Vídeo: Objeto luminoso é filmado no céu de Santa Catarina e intriga a população

Nas primeiras horas deste último sábado (10), um objeto luminoso foi avistado por moradores do Sul do Brasil, gerando questionamentos e preocupação entre os moradores locais

Na madrugada deste sábado (10), um objeto brilhante chamou a atenção de moradores do Sul do Brasil. Em Monte Castelo, no norte do estado de Santa Catarina, uma câmera de monitoramento conseguiu captar o fenômeno, que durou cerca de três minutos. Segundo Jocimar Justino, um astrônomo amador que faz parte de grupos dedicados ao estudo de objetos celestes e que foi responsável pelo registro, a suspeita é que o objeto seja um lixo espacial.

“Pela forma como ele se movia devagar, parece que pode ser uma reentrada [de lixo espacial]”, explicou em entrevista ao site do G1. Justino detalha que “reentrada” se refere a um objeto lançado por humanos que está voltando para a Terra.

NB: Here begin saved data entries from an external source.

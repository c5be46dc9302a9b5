//! Command implementations

mod build;
mod presets;
mod resolve;

pub use build::{BuildOptions, run_build};
pub use presets::run_presets;
pub use resolve::run_resolve;

use std::path::{Path, PathBuf};

use remix_config::{CONFIG_FILE_NAME, PresetRegistry, UserConfig};
use remix_routes::RouteTree;

use crate::cli::ProjectArgs;
use crate::error::{CliError, Result};

/// Default route-discovery output file
const ROUTES_FILE_NAME: &str = "routes.json";

/// Inputs shared by every command that resolves config
pub struct Project {
    pub cwd: PathBuf,
    pub user: UserConfig,
    pub routes: Option<RouteTree>,
}

/// Load the user config and route tree named by `args`
///
/// Explicit paths must exist. The default file names are optional.
pub fn load_project(args: &ProjectArgs, registry: &PresetRegistry) -> Result<Project> {
    let cwd = args.cwd.clone();

    let user = match &args.config {
        Some(path) => UserConfig::load(&cwd.join(path), registry)?,
        None => {
            let default = cwd.join(CONFIG_FILE_NAME);
            if default.exists() {
                UserConfig::load(&default, registry)?
            } else {
                tracing::debug!(path = %default.display(), "No config file, using defaults");
                UserConfig::default()
            }
        }
    };

    let routes = match &args.routes {
        Some(path) => Some(load_routes(&cwd.join(path))?),
        None => {
            let default = cwd.join(ROUTES_FILE_NAME);
            if default.exists() {
                Some(load_routes(&default)?)
            } else {
                None
            }
        }
    };

    Ok(Project { cwd, user, routes })
}

fn load_routes(path: &Path) -> Result<RouteTree> {
    if !path.exists() {
        return Err(CliError::user(format!(
            "Route tree not found at {}",
            path.display()
        )));
    }
    tracing::debug!(path = %path.display(), "Loading route tree");
    Ok(RouteTree::from_json_file(path)?)
}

O astrônomo ainda acrescenta que isso pode ser um foguete ou um satélite, por exemplo. “Essas reentradas estão ficando mais frequentes porque a quantidade de objetos que mandamos para o espaço só cresce”, comentou. Justino, que trabalha como servidor público na área de TI e é membro da Rede Brasileira de Monitoramento de Meteoros (Bramon), uma organização voluntária dedicada a coletar e divulgar dados sobre meteoros para o público, destaca que a quantidade de lixo espacial tem se tornado um problema.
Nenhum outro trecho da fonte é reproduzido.